**Exercise instructions:** Look through the records, and whenever a line includes the word "objects", copy it.

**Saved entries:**
----------------

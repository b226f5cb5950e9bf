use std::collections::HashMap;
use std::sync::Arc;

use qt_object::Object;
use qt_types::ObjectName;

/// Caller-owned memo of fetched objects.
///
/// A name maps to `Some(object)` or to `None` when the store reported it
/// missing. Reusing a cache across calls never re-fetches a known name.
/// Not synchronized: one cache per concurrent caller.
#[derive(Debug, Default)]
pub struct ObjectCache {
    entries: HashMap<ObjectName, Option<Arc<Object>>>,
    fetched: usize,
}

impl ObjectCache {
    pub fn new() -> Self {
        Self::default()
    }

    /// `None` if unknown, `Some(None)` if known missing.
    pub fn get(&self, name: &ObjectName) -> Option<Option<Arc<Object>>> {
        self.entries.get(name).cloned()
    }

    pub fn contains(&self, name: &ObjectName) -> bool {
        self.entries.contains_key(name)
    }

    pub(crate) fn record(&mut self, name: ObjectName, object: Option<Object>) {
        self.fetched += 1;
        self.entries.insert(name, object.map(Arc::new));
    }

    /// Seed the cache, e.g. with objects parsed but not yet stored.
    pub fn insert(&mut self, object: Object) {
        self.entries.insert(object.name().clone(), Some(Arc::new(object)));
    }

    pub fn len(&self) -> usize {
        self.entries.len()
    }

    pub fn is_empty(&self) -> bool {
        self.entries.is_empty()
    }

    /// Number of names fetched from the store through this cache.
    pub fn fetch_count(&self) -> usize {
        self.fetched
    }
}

----------------

**Exercise result:**
/// Caller-owned memo of fetched objects.
    /// Seed the cache, e.g. with objects parsed but not yet stored.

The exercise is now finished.